Please retype the data below in full.
= Beginning of Section =
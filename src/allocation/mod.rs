//! Floor-first greedy seat allocation and plan summaries.
//!
//! # Algorithm
//!
//! `allocate` stable-sorts rooms by floor and fills each one completely
//! before moving to the next, stopping as soon as demand is met. Lower
//! floors are always exhausted first. It does not try to minimize the
//! number of rooms used.
//!
//! # Summary
//!
//! `PlanSummary` derives seat and room metrics from a computed plan:
//! seats offered, spare seats, floors used, near-washroom rooms and
//! utilization.

mod greedy;
mod summary;

pub use greedy::{allocate, allocate_text, floor_order, total_capacity};
pub use summary::PlanSummary;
= End of Section =
## Result of the task
filename src/allocation/mod.rs
//! Floor-first greedy seat allocation and plan summaries.
//!
//! # Algorithm
//!
//! `allocate` stable-sorts rooms by floor and fills each one completely
//! before moving to the next, stopping as soon as demand is met. Lower
//! floors are always exhausted first. It does not try to minimize the
//! number of rooms used.
//!
//! # Summary
//!
//! `PlanSummary` derives seat and room metrics from a computed plan:
//! seats offered, spare seats, floors used, near-washroom rooms and
//! utilization.

mod greedy;
mod summary;

pub use greedy::{allocate, allocate_text, floor_order, total_capacity};
pub use summary::PlanSummary;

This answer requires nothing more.